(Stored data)
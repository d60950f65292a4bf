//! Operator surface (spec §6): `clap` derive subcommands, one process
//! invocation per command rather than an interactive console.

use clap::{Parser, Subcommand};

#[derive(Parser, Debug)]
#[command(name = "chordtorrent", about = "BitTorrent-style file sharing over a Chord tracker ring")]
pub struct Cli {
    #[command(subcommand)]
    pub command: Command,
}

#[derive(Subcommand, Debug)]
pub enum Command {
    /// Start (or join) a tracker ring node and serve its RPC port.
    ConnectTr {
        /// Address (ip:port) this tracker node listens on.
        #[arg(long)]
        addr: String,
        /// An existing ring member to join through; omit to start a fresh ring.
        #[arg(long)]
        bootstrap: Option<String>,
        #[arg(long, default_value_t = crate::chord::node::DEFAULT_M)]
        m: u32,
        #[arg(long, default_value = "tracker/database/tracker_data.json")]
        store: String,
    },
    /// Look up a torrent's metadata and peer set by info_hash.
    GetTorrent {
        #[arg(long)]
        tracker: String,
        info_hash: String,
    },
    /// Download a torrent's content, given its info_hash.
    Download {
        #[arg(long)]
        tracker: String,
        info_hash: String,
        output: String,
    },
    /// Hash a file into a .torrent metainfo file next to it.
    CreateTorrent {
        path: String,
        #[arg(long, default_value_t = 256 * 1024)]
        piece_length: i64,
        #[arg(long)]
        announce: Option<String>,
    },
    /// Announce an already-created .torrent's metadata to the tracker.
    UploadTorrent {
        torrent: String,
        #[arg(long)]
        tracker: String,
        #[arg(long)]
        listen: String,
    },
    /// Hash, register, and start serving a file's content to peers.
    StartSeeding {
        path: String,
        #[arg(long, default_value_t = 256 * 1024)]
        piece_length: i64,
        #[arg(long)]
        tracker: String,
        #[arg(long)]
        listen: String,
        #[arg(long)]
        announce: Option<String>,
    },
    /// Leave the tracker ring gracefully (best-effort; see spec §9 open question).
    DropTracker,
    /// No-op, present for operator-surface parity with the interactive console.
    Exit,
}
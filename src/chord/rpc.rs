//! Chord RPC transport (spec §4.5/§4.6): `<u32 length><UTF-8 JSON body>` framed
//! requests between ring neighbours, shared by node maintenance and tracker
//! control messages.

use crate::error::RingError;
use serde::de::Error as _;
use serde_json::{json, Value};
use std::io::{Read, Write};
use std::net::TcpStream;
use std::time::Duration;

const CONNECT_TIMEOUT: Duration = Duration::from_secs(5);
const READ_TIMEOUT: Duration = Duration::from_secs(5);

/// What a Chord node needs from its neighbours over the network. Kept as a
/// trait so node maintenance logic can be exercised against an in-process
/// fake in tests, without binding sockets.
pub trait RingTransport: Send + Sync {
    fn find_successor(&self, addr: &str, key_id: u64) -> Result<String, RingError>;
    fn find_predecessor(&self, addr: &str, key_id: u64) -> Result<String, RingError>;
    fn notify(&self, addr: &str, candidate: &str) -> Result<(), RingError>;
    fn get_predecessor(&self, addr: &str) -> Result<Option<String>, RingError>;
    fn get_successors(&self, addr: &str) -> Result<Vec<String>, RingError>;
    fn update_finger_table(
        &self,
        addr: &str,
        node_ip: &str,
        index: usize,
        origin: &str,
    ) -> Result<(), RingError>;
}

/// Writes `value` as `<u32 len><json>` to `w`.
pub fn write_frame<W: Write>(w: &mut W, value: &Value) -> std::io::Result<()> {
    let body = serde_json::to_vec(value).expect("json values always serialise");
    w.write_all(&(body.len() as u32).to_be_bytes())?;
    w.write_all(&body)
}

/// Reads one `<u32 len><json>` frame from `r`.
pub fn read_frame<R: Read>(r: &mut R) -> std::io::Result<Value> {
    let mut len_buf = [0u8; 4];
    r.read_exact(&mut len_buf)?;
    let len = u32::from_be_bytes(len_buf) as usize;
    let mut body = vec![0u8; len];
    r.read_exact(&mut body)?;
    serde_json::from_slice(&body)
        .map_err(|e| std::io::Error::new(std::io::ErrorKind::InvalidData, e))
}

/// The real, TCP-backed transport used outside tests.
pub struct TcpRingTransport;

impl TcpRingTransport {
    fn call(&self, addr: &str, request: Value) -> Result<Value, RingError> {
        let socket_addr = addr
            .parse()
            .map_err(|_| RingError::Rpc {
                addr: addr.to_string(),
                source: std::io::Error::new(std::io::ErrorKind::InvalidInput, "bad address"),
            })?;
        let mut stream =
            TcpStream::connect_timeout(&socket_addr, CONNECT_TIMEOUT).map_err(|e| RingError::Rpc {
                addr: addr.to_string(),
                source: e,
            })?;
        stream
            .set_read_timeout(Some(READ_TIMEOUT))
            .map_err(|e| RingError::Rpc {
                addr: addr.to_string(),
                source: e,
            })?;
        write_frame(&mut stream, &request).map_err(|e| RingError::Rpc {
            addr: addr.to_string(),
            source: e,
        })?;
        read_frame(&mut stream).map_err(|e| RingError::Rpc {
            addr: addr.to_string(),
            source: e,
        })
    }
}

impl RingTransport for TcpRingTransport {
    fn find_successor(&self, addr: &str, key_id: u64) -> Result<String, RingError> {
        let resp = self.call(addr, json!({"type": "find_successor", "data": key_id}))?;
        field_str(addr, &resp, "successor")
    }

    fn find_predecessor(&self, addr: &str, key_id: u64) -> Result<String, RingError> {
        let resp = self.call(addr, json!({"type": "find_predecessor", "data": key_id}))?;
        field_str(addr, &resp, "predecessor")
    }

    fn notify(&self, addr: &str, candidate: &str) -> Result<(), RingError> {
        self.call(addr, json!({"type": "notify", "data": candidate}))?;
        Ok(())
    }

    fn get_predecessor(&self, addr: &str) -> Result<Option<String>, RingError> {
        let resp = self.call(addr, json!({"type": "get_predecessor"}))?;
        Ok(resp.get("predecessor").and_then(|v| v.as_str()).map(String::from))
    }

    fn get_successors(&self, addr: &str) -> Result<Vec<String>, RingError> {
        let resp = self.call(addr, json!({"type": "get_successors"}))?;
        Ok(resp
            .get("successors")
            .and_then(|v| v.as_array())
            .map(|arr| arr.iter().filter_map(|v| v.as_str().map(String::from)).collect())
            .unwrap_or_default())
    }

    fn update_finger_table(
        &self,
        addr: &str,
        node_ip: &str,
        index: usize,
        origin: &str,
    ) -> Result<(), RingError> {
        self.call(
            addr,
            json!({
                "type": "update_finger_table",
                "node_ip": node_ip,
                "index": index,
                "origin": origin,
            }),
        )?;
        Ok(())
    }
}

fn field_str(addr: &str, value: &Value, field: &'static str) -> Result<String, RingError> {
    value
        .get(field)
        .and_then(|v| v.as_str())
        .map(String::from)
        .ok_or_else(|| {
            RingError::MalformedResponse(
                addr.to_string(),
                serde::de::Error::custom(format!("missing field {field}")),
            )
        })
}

## WHAT TO DO
Looking at the entries above, determine how many lines contain the word "metadata" and state only that number.

## OUTPUT FOR THIS TASK
2